Immigration Rights Community Outraged
More bad news on the immigration law front. According to Deidre Davidson in today's Legal Times article Into the Line of Fire,
"The court of last resort for many immigrants is about to undergo a radical transformation that lawyers say will result in more deportations and fewer grants of asylum. Attorney General John Ashcroft has announced new regulations that will slash jobs from the Board of Immigration Appeals and require the board to eliminate its entire backlog of cases by next March. The immigration rights community is outraged."
Among the new changes:
The size of the Board of Immigration Appeals will be slashed from 19 to 11 members. This is important because the Board handles 30,000 cases a year of people seeking asylum or fighting deportation.
"The Board of Immigration Appeals is not a federal court. It is part of the Executive Office of Immigration Review, which is itself a division of the Justice Department. The judges and board members are DOJ employees -- not administrative law judges, who by law are given a level of independence from the agency whose decisions they review."

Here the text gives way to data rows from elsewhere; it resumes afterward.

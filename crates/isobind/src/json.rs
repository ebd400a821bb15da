//! `JSON.parse` / `JSON.stringify` through the engine.

use deno_core::v8;

use crate::context::Context;
use crate::error::{Error, Result};
use crate::exception;
use crate::value::Value;

/// Parse `text` into a value of `ctx`. Invalid JSON is reported as a
/// `SyntaxError` script error.
pub fn parse(ctx: &Context, text: &str) -> Result<Value> {
    ctx.with_scope(|scope| {
        let tc = &mut v8::TryCatch::new(scope);
        let text = exception::new_string(tc, text)?;
        match v8::json::parse(tc, text) {
            Some(value) => Ok(Value::from_local(ctx, tc, value)),
            None => Err(exception::take(tc, ctx)),
        }
    })
}

/// Serialize `value` with `JSON.stringify`.
///
/// Values JSON cannot represent (`undefined`, functions, symbols) are an
/// [`Error::Type`]; a throwing `toJSON` or a cycle is a script error.
pub fn stringify(value: &Value) -> Result<String> {
    let ctx = value.context();
    ctx.with_scope(|scope| {
        let local = value.local(scope);
        // The engine renders these as the string "undefined"
        if local.is_undefined() || local.is_function() || local.is_symbol() {
            return Err(Error::Type {
                expected: "JSON serializable",
            });
        }
        let tc = &mut v8::TryCatch::new(scope);
        match v8::json::stringify(tc, local) {
            Some(json) => Ok(json.to_rust_string_lossy(tc)),
            None => Err(exception::take(tc, ctx)),
        }
    })
}

#[cfg(test)]
mod tests {
    use super::*;
    use crate::Isolate;

    #[test]
    fn test_parse() {
        let iso = Isolate::new();
        let ctx = Context::new(&iso);
        let value = parse(&ctx, r#"{"name": "isobind", "tags": ["a", "b"], "n": 3}"#).unwrap();
        let obj = value.as_object().unwrap();

        assert_eq!(obj.get("name").unwrap().to_string(), "isobind");
        assert_eq!(obj.get("n").unwrap().int32(), 3);
        assert_eq!(obj.get("tags").unwrap().to_string(), "a,b");
        assert!(value.context().same_context(&ctx));
    }

    #[test]
    fn test_parse_error() {
        let iso = Isolate::new();
        let ctx = Context::new(&iso);
        let err = parse(&ctx, "{not json").unwrap_err();
        assert_eq!(err.as_script_error().unwrap().kind(), Some("SyntaxError"));
    }

    #[test]
    fn test_stringify() {
        let iso = Isolate::new();
        let ctx = Context::new(&iso);
        let value = ctx
            .run_script("({ a: 1, b: [true, null], c: 'x' })", "")
            .unwrap();

        assert_eq!(stringify(&value).unwrap(), r#"{"a":1,"b":[true,null],"c":"x"}"#);
        assert_eq!(value.marshal_json().unwrap(), stringify(&value).unwrap());
        assert_eq!(stringify(&Value::new(&iso, "quoted").unwrap()).unwrap(), "\"quoted\"");

        let parsed: serde_json::Value = serde_json::from_str(&stringify(&value).unwrap()).unwrap();
        assert_eq!(parsed["b"][0], true);
    }

    #[test]
    fn test_stringify_failures() {
        let iso = Isolate::new();
        let ctx = Context::new(&iso);

        assert!(matches!(
            stringify(&iso.undefined()),
            Err(Error::Type { .. })
        ));

        let cyclic = ctx.run_script("const o = {}; o.self = o; o", "").unwrap();
        let err = stringify(&cyclic).unwrap_err();
        assert_eq!(err.as_script_error().unwrap().kind(), Some("TypeError"));
    }
}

It is also separate from the INS which has the authroity to arrest, detain and prosecute illegal immigrants. But both the INS and the Board report to Ashcroft, and he can overule them at his pleasure.
According to immigration law specialists, the slashing of the size of the Board will result in less due process for those trying to establish a permanent home here and "scanty" review of deportation decisions.
"In addition to cutting the board's size, Ashcroft's new rules expand the streamlining efforts and require that almost every appeal be reviewed by a single judge, rather than a panel. Only cases that present "difficult or novel" issues will get a three-judge review. "
"By going to the single-board-member review, one board member would have much more power. The only way [Ashcroft] can neutralize the liberals on the board while going to a one-board-member system is to get rid of them."
"Ashcroft also is eliminating the board's power of de novo factual review, except in cases where lower-level judges are "clearly erroneous" in their finding of facts in a case. Other changes include shorter time limits for filing appeals and briefs and for issuing decisions. "
Critics charge that fewer judges will mean "cases will get more-cursory looks, and more lower-level decisions, most of which side with INS initiatives to seek deportation or deny asylum, will be upheld....They also say immigrants may find it more difficult and more expensive to get a lawyer willing to handle their appeals due to the shortened time frames for filing appeals and briefs. About 36 percent of the aliens who appealed to the board in 2001 did not have legal counsel, DOJ statistics show. "
The largest outcry is against the reduction of judges. "[The board's] legitimacy in the eyes of the public and among the immigrant community is based on its ability to act in an independent and fair-minded way," says T. Alexander Aleinikoff, a professor at Georgetown University Law Center and former INS general counsel. "If the attorney general uses his authority to pack and stack the board with members who tend to agree with the immigration service, that is not impartial justice."